Rédigé par 16 h 45 min CDs & DVDs, Critiques

De l’intérêt d’un retour aux sources

Instrument aujourd’hui encore confidentiel, le basson baroque, tel qu’on le connait dans sa forme en quatre parties, fut conçu en France au cours de la seconde moitié du XVIIème siècle. Les pays voisins s’en emparèrent bien vite, c’est ainsi que jusqu’à la fin du siècle suivant, le basson français cohabita avec ses prédécesseurs monoblocs issus de la Renaissance, appelés dulzian en Allemagne et fagotto en Italie.

Georg Philipp TELEMANN (1681-1767)

A fagotto solo

Quatuor en si bémol pour basson, deux flûtes à bec et basse continue
Sonate en fa mineur pour basson et basse continue
Trio en Fa Majeur pour violon, basson et basse continue
Trio en la mineur pour flûte à bec, hautbois et basse continue
Trio en Si bémol Majeur pour violon, basson et basse continue

Jan Dismas ZELENKA (1679-1745)
Trio en Si Majeur pour violon, hautbois, basson et basse continue 

Christoph SCHAFFRATH (1709-1763)
Duetto en sol mineur pour basson et clavecin obligé

Syntagma Amici
Elsa Frank (hautbois et flûte à bec), Ruth van Killegem (flûte à bec), Stéphanie de Failly (violon), Bernard Woltèche (violoncelle), Guy Penson (clavecin), Jérémie Papasergio (basson et direction)

73’00, Ricercar 314, 2011. 

[clear] »Les sons [du basson] sont forts et brusques. Un habile homme en sait néanmoins tirer des sons très doux, très gracieux, et très tendres. […] Il n’y a point d’accompagnement plus beaux, que ceux où un auteur sait mêler avec goût les sons d’un ou de plus plusieurs bassons à ceux des violons et des flûtes. » Jean Laurent de Béthisy – Exposition de la théorie (Paris, 1754), extrait des Méthodes et Traités, ed. Fuzeau.
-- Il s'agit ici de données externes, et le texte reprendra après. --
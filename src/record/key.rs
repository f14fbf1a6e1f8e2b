//! Composite record keys.
//!
//! A key is an ordered subset of a schema's fields, each with a sort order.
//! Key specs are written as `;`-separated field names with an optional order
//! suffix: `"customer;placed(d);id(a)"`.

use crate::error::{FlowError, Result};
use crate::record::collation::{Collation, Collator};
use crate::record::comparator::compare_values;
use crate::record::record::Record;
use crate::record::schema::Schema;
use crate::record::value::Value;
use crate::record::varint;
use serde::{Deserialize, Serialize};
use std::cmp::Ordering;
use std::sync::Arc;

/// Direction of one key part.
#[derive(Debug, Clone, Copy, PartialEq, Eq, Default, Serialize, Deserialize)]
#[serde(rename_all = "lowercase")]
pub enum SortOrder {
    #[default]
    Ascending,
    Descending,
}

impl SortOrder {
    #[inline]
    pub fn apply(self, ord: Ordering) -> Ordering {
        match self {
            SortOrder::Ascending => ord,
            SortOrder::Descending => ord.reverse(),
        }
    }
}

/// One resolved field of a key.
#[derive(Debug, Clone, PartialEq, Eq)]
pub struct KeyPart {
    pub name: String,
    pub index: usize,
    pub order: SortOrder,
}

/// Ordered list of key fields bound to one schema.
///
/// Built once at component init and shared read-only afterwards.
#[derive(Debug, Clone)]
pub struct RecordKey {
    schema: Arc<Schema>,
    parts: Vec<KeyPart>,
    equal_nulls: bool,
    collation: Option<Arc<dyn Collation>>,
}

impl RecordKey {
    /// Build an ascending key over the named fields.
    pub fn new(schema: Arc<Schema>, names: &[&str]) -> Result<Self> {
        let spec: Vec<(String, SortOrder)> = names
            .iter()
            .map(|n| (n.to_string(), SortOrder::Ascending))
            .collect();
        Self::from_parts(schema, spec)
    }

    /// Build a key from a spec such as `"a;b(d)"`.
    pub fn parse(schema: Arc<Schema>, spec: &str) -> Result<Self> {
        Self::from_parts(schema, parse_key_spec(spec)?)
    }

    fn from_parts(schema: Arc<Schema>, spec: Vec<(String, SortOrder)>) -> Result<Self> {
        if spec.is_empty() {
            return Err(FlowError::Configuration(format!(
                "Empty key for schema '{}'",
                schema.name()
            )));
        }

        let parts = spec
            .into_iter()
            .map(|(name, order)| {
                let index = schema.require_index(&name)?;
                Ok(KeyPart { name, index, order })
            })
            .collect::<Result<Vec<_>>>()?;

        let collation = match schema.locale() {
            Some(locale) => Some(Arc::new(Collator::for_locale(locale)?) as Arc<dyn Collation>),
            None => None,
        };

        Ok(Self {
            schema,
            parts,
            equal_nulls: true,
            collation,
        })
    }

    /// Whether two NULLs compare equal (default `true`).
    pub fn with_equal_nulls(mut self, equal_nulls: bool) -> Self {
        self.equal_nulls = equal_nulls;
        self
    }

    /// Use the built-in collator for `locale` on string parts.
    pub fn with_locale(self, locale: &str) -> Result<Self> {
        Ok(self.with_collation(Arc::new(Collator::for_locale(locale)?)))
    }

    pub fn with_collation(mut self, collation: Arc<dyn Collation>) -> Self {
        self.collation = Some(collation);
        self
    }

    /// Override the order of every part.
    pub fn with_order(mut self, order: SortOrder) -> Self {
        for part in &mut self.parts {
            part.order = order;
        }
        self
    }

    pub fn schema(&self) -> &Arc<Schema> {
        &self.schema
    }

    pub fn parts(&self) -> &[KeyPart] {
        &self.parts
    }

    pub fn len(&self) -> usize {
        self.parts.len()
    }

    pub fn is_empty(&self) -> bool {
        self.parts.is_empty()
    }

    pub fn equal_nulls(&self) -> bool {
        self.equal_nulls
    }

    pub(crate) fn collation(&self) -> Option<&dyn Collation> {
        self.collation.as_deref()
    }

    /// Compare two records of this key's schema.
    pub fn compare(&self, a: &Record, b: &Record) -> Ordering {
        for part in &self.parts {
            let ord = compare_values(
                a.value_at(part.index),
                b.value_at(part.index),
                part.order,
                self.equal_nulls,
                self.collation(),
            );
            if ord != Ordering::Equal {
                return ord;
            }
        }
        Ordering::Equal
    }

    pub fn equals(&self, a: &Record, b: &Record) -> bool {
        self.compare(a, b) == Ordering::Equal
    }

    /// Key values of a record, in key order.
    pub fn values<'a>(&'a self, record: &'a Record) -> impl Iterator<Item = &'a Value> + 'a {
        self.parts.iter().map(move |p| record.value_at(p.index))
    }

    /// Append a byte encoding of the key fields to `out`.
    ///
    /// Records that are equal under this key (ignoring collation) produce
    /// identical bytes, which makes the encoding usable as a hash key.
    pub fn serialize_key(&self, record: &Record, out: &mut Vec<u8>) {
        for value in self.values(record) {
            match value {
                Value::Null => out.push(0),
                Value::String(s) => {
                    out.push(1);
                    varint::put_varint(out, s.len() as u64);
                    out.extend_from_slice(s.as_bytes());
                }
                Value::Integer(v) => {
                    out.push(2);
                    out.extend_from_slice(&v.to_be_bytes());
                }
                Value::Long(v) => {
                    out.push(3);
                    out.extend_from_slice(&v.to_be_bytes());
                }
                Value::Number(v) => {
                    out.push(4);
                    out.extend_from_slice(&v.to_bits().to_be_bytes());
                }
                Value::Date(d) => {
                    out.push(5);
                    out.extend_from_slice(&d.timestamp_millis().to_be_bytes());
                }
                Value::Boolean(b) => out.extend_from_slice(&[6, *b as u8]),
                Value::Bytes(b) => {
                    out.push(7);
                    varint::put_varint(out, b.len() as u64);
                    out.extend_from_slice(b);
                }
            }
        }
    }

    /// Whether any key field of `record` is NULL.
    pub fn has_null(&self, record: &Record) -> bool {
        self.values(record).any(Value::is_null)
    }
}

/// Parse `"a;b(d);c(a)"` into field names and orders.
pub fn parse_key_spec(spec: &str) -> Result<Vec<(String, SortOrder)>> {
    spec.split(';')
        .map(str::trim)
        .filter(|item| !item.is_empty())
        .map(|item| match item.find('(') {
            None => Ok((item.to_string(), SortOrder::Ascending)),
            Some(open) => {
                let name = item[..open].trim();
                let suffix = item[open + 1..].strip_suffix(')').ok_or_else(|| {
                    FlowError::Configuration(format!("Unterminated order in key part '{}'", item))
                })?;
                let order = match suffix.trim() {
                    "a" | "A" => SortOrder::Ascending,
                    "d" | "D" => SortOrder::Descending,
                    other => {
                        return Err(FlowError::Configuration(format!(
                            "Unknown sort order '{}' in key part '{}'",
                            other, item
                        )))
                    }
                };
                Ok((name.to_string(), order))
            }
        })
        .collect()
}

#[cfg(test)]
mod tests {
    use super::*;
    use crate::record::schema::FieldDef;
    use crate::record::value::FieldType;

    fn schema() -> Arc<Schema> {
        Arc::new(
            Schema::new(
                "orders",
                vec![
                    FieldDef::new("customer", FieldType::String),
                    FieldDef::new("amount", FieldType::Number),
                    FieldDef::new("id", FieldType::Long),
                ],
            )
            .unwrap(),
        )
    }

    fn order(customer: &str, amount: f64, id: i64) -> Record {
        let mut r = Record::new(schema());
        r.set(0, customer).unwrap();
        r.set(1, amount).unwrap();
        r.set(2, id).unwrap();
        r
    }

    #[test]
    fn test_parse_key_spec() {
        let parts = parse_key_spec("customer; amount(d) ;id(a)").unwrap();
        assert_eq!(
            parts,
            vec![
                ("customer".to_string(), SortOrder::Ascending),
                ("amount".to_string(), SortOrder::Descending),
                ("id".to_string(), SortOrder::Ascending),
            ]
        );
        assert!(parse_key_spec("a(x)").is_err());
        assert!(parse_key_spec("a(d").is_err());
    }

    #[test]
    fn test_unknown_field_is_configuration_error() {
        let err = RecordKey::parse(schema(), "customer;nope").unwrap_err();
        assert!(matches!(err, FlowError::Configuration(_)));
        assert!(err.to_string().contains("nope"));
    }

    #[test]
    fn test_multi_part_compare() {
        let key = RecordKey::parse(schema(), "customer;amount(d)").unwrap();
        let a = order("acme", 10.0, 1);
        let b = order("acme", 5.0, 2);
        let c = order("zeta", 50.0, 3);
        assert_eq!(key.compare(&a, &b), Ordering::Less);
        assert_eq!(key.compare(&b, &c), Ordering::Less);
        assert_eq!(key.compare(&a, &a), Ordering::Equal);
    }

    #[test]
    fn test_serialize_key_groups_equal_keys() {
        let key = RecordKey::new(schema(), &["customer"]).unwrap();
        let (mut x, mut y, mut z) = (Vec::new(), Vec::new(), Vec::new());
        key.serialize_key(&order("acme", 1.0, 1), &mut x);
        key.serialize_key(&order("acme", 2.0, 2), &mut y);
        key.serialize_key(&order("acm", 1.0, 1), &mut z);
        assert_eq!(x, y);
        assert_ne!(x, z);
    }
}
Instrument aujourd’hui encore confidentiel, le basson baroque, tel qu’on le connait dans sa forme en quatre parties, fut conçu en France au cours de la seconde moitié du XVIIème  siècle. Les pays voisins s’en emparèrent bien vite, c’est ainsi que jusqu’à la fin du siècle suivant, le basson français cohabita avec ses prédécesseurs monoblocs issus de la Renaissance, appelés dulzian en Allemagne et fagotto en Italie. Utilisé à l’origine au sein du continuo, il prit rapidement son essor en tant que soliste, au même titre que le violoncelle ou que la viole de gambe dont les tessitures couvrent une étendue presque identique.

Comme pour justifier la phrase de Jean Laurent de Béthisy, l’ensemble Syntagma Amici a réuni pour nous quelques pages de la littérature germanique illustrant les qualités polyvalentes du basson. En véritable chantre des instruments à vent, Georg Philip Telemann consacra à ce dernier plusieurs sonates qui furent publiées dans ses principaux recueils (Der getreue Music-Meister, la Musique de Table, 1733), et dans lesquelles il tient le rôle de basse ou de soliste. Ainsi dans le Trio en Si bémol Majeur, écrit en forme d’arche, basson et violon dialoguent étroitement dans un style fugué incitant à l’écoute mutuelle et à l’imitation. Stéphanie de Failly et Jérémie Papasergio exhalent avec une mélancolie poignante les soupirs de la sicilienne centrale, et il est frappant d’entendre avec quelle délicatesse d’articulation le bassoniste murmure en écho la plainte du violon, et cela même dans les registres extrêmes de son instrument. Sa parfaite maîtrise de l’anche et la souplesse de celle-ci lui permettent de conserver une rondeur de son égale et d’enrober chaque note d’un petit halo moelleux. Douceur d’intonation qui n’exclut pas le jaillissement inattendu d’exclamations véhémentes, comme dans « l’Allegro assai » du virtuose Duetto en sol mineur de Schaffrath (éminent contrapuntiste, contemporain de CPE Bach), où basson et clavecin se renvoient avec obstination des motifs entêtants, sur fond d’une haletante basse chromatique descendante.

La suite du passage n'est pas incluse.